Oceny piłkarzy za mecz z Chojniczanką:

Konrad Jałocha 5 – Dobry mecz. Przy bramkach nie miał wiele do powiedzenia, chociaż o jednego gola miał do siebie małe pretensje. Dwa razy uratował Arkę, dobrze wybijając strzały gospodarzy. Poza tym pewny w interwencjach i, co też bywało w tym sezonie problemem, łapiący (a nie tylko wybijający) piłki dośrodkowywane w nasze pole karne.

Tadeusz Socha 3 – Wrócił do składu po jednym meczu odpoczynku i znów nie zachwycił. Straty, dużo niedokładnych zagrań. Gorzej, że Przemek Stolc niewystarczająco mocno go naciska, czego efektem rotacja na tej pozycji w kolejnym meczu.

Alan Fialho 7 – Ostatni raz wystąpił pod koniec sierpnia. Wrócił i został bohaterem meczu. Przy pierwszym golu znakomicie uderzył głową nad Podleśnym. Przy drugim świetnie odnalazł w polu karnym rywali. Słabiej wyglądał w obronie, zresztą podobnie jak reszta naszej defensywy, ale w tym meczu odpowiednio przykrył te niedostatki.

Krzysztof Sobieraj 4.5 – Kilka razy skutecznie wyjaśniał sytuację w środku pola i pod bramką. Poza tym nie zachwycił. Rywale zbyt łatwo dochodzili do dobrych sytuacji i strzałów, czego efektem też dwie bramki.

Marcin Warcholak 4 – Do zapamiętania jedno dobre ofensywne wejście, gdy został zablokowany. W obronie z kolei raz świetnie zablokował szarżę Kosakiewicza, ale też była ona efektem wcześniejszych błędów w obronie. Pokazywał już, że stać go na zdecydowanie więcej.

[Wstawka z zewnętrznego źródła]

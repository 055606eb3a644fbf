use mirror_config::shared::{MetadataStoreConfig, MirrorConfig};
use tracing::info;

use crate::error::MirrorResult;
use crate::normalize::MergePlan;
use crate::schema::DestinationTableSchema;
use crate::store::both::{MemoryStore, PostgresStore};
use crate::store::merge::MergeStore;
use crate::store::metadata::MetadataStore;
use crate::store::raw_log::{RawLogStore, UnchangedColumnsGroup};
use crate::types::{BatchId, BatchWindow, JobCursors, RawChangeRecord, SourceOffset, SyncCommit};

/// The store backend a job was configured with.
#[derive(Debug, Clone)]
pub enum ConfiguredStore {
    Memory(MemoryStore),
    Postgres(PostgresStore),
}

impl ConfiguredStore {
    /// Builds the backend named by `metadata_store`. The Postgres backend connects lazily to
    /// the destination database of `config`.
    pub fn from_config(config: &MirrorConfig) -> Self {
        let store = match config.metadata_store {
            MetadataStoreConfig::Memory => ConfiguredStore::Memory(MemoryStore::new()),
            MetadataStoreConfig::Postgres => {
                ConfiguredStore::Postgres(PostgresStore::new(&config.destination))
            }
        };

        info!(
            job_name = %config.job_name,
            backend = ?config.metadata_store,
            "store configured"
        );

        store
    }
}

impl MetadataStore for ConfiguredStore {
    async fn get_cursors(&self, job_name: &str) -> MirrorResult<JobCursors> {
        match self {
            ConfiguredStore::Memory(store) => store.get_cursors(job_name).await,
            ConfiguredStore::Postgres(store) => store.get_cursors(job_name).await,
        }
    }

    async fn record_normalize(&self, job_name: &str, normalize_batch_id: BatchId) -> MirrorResult<()> {
        match self {
            ConfiguredStore::Memory(store) => store.record_normalize(job_name, normalize_batch_id).await,
            ConfiguredStore::Postgres(store) => {
                store.record_normalize(job_name, normalize_batch_id).await
            }
        }
    }

    async fn record_offset(&self, job_name: &str, source_offset: SourceOffset) -> MirrorResult<()> {
        match self {
            ConfiguredStore::Memory(store) => store.record_offset(job_name, source_offset).await,
            ConfiguredStore::Postgres(store) => store.record_offset(job_name, source_offset).await,
        }
    }

    async fn delete_job(&self, job_name: &str) -> MirrorResult<bool> {
        match self {
            ConfiguredStore::Memory(store) => store.delete_job(job_name).await,
            ConfiguredStore::Postgres(store) => store.delete_job(job_name).await,
        }
    }
}

impl RawLogStore for ConfiguredStore {
    async fn setup_raw_log(&self, job_name: &str) -> MirrorResult<()> {
        match self {
            ConfiguredStore::Memory(store) => store.setup_raw_log(job_name).await,
            ConfiguredStore::Postgres(store) => store.setup_raw_log(job_name).await,
        }
    }

    async fn commit_sync_batch(&self, job_name: &str, commit: SyncCommit) -> MirrorResult<JobCursors> {
        match self {
            ConfiguredStore::Memory(store) => store.commit_sync_batch(job_name, commit).await,
            ConfiguredStore::Postgres(store) => store.commit_sync_batch(job_name, commit).await,
        }
    }

    async fn load_window(&self, job_name: &str, window: BatchWindow) -> MirrorResult<Vec<RawChangeRecord>> {
        match self {
            ConfiguredStore::Memory(store) => store.load_window(job_name, window).await,
            ConfiguredStore::Postgres(store) => store.load_window(job_name, window).await,
        }
    }

    async fn window_unchanged_groups(
        &self,
        job_name: &str,
        window: BatchWindow,
    ) -> MirrorResult<Vec<UnchangedColumnsGroup>> {
        match self {
            ConfiguredStore::Memory(store) => store.window_unchanged_groups(job_name, window).await,
            ConfiguredStore::Postgres(store) => {
                store.window_unchanged_groups(job_name, window).await
            }
        }
    }

    async fn drop_raw_log(&self, job_name: &str) -> MirrorResult<()> {
        match self {
            ConfiguredStore::Memory(store) => store.drop_raw_log(job_name).await,
            ConfiguredStore::Postgres(store) => store.drop_raw_log(job_name).await,
        }
    }
}

impl MergeStore for ConfiguredStore {
    async fn setup_normalized_table(&self, schema: &DestinationTableSchema) -> MirrorResult<bool> {
        match self {
            ConfiguredStore::Memory(store) => store.setup_normalized_table(schema).await,
            ConfiguredStore::Postgres(store) => store.setup_normalized_table(schema).await,
        }
    }

    async fn merge_window(
        &self,
        job_name: &str,
        window: BatchWindow,
        plans: &[MergePlan],
    ) -> MirrorResult<u64> {
        match self {
            ConfiguredStore::Memory(store) => store.merge_window(job_name, window, plans).await,
            ConfiguredStore::Postgres(store) => store.merge_window(job_name, window, plans).await,
        }
    }
}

Antoni Łukasiewicz 4.5 – Zdarzało mu się zdobywać ważne dla nas bramki ale zwykle pozostaje na drugim planie, czyszcząc i wygrywając pojedynki główkowe. Podobnie było w meczu nr 50. Kilka razy nie nadążał za szybkimi akcjami gospodarzy, ale miał spory udział przy bramce Tomasiewicza.

Michał Nalepa 3.5 – najsłabszy mecz w sezonie. Jego stratę wykorzystała Chojniczanka, strzelając na 1:0. Poza tym jeszcze kilka razy tracił piłkę, w tym w bardzo dobrej sytuacji, gdy wydawało się, że odda groźny strzał z dystansu. Znając jego ambicję, w piątek będzie podwójnie zmotywowany.

Michał Renusz 6 – Prawdopodobnie najlepszy mecz w tym sezonie. Był pod grą, napędzał większość akcji w pierwszej połowie i tylko szkoda, że wciąż ma olbrzymi problem z dokładnością swoich zagrań. Głowa w dół i dośrodkowanie do nikogo – tak to najczęściej wygląda. Tym niemniej dobry występ i zapewne dostanie szanse w kolejnych meczach.

Marcus da Silva 5 – Występ nr 100 nie będzie jakoś szczególnie zapamiętany. W pierwszej połowie oddał niecelny strzał z rzutu wolnego blisko bramki. W drugiej raz ładnie ruszył prawą stroną, i wydawało się, że mógł nawet wywalczyć kolejny w tym sezonie rzut karny. Przydał się mocno w końcówce, gdy wybił głową kilka piłek z naszego pola karnego.

Miroslav Bożok 3 – Kolejny przeciętny mecz. Chyba najmniej widoczny piłkarz poniedziałkowego spotkania. Złośliwi dziennikarze komentowali, że wyróżniał się tylko jaskrawymi butami.

Rafał Siemaszko 3.5 – Nie miał szans w pojedynkach fizycznych z obrońcami. Kilkukrotnie próbował wymusić faul, ale sędzia nie dawał się na to nabrać. Kolejny raz grając bez Abbotta był skazany na walkę o górne piłki, których nie mógł wygrać. Starał się, pokazywał do gry, ale trener Niciński podziękował mu po godzinie.

Rashid Yussuff 5 – Lepiej sprawdza się jako rezerwowy. Znów dobre wejście. Miał szansę na trzeciego gola w sezonie po świetnym zgraniu Abbotta, ale jego dobry strzał obronił bramkarz gospodarzy. To po jego dośrodkowaniu obrońcy wybili piłkę na nogę Alana.

Paweł Abbott 5 – kolejny raz przekonujemy się, ile znaczy dla naszej drużyny. Po wejściu zupełnie odmieniła się (na plus) nasza gra w ataku. Powalczył z obrońcami, a najbardziej błysnął, gdy znakomicie, z powietrza odegrał do wbiegającego w pole karne Rashida.

Grzegorz Tomasiewicz 6 – zdobył swoją pierwszą bramkę dla Arki i to strzałem z dystansu, co nam się w tym sezonie często nie udaje. W końcówce jeszcze raz próbował zaskoczyć Podleśnego dobrym strzałem z ostrego kąta. Bardzo dobra zmiana.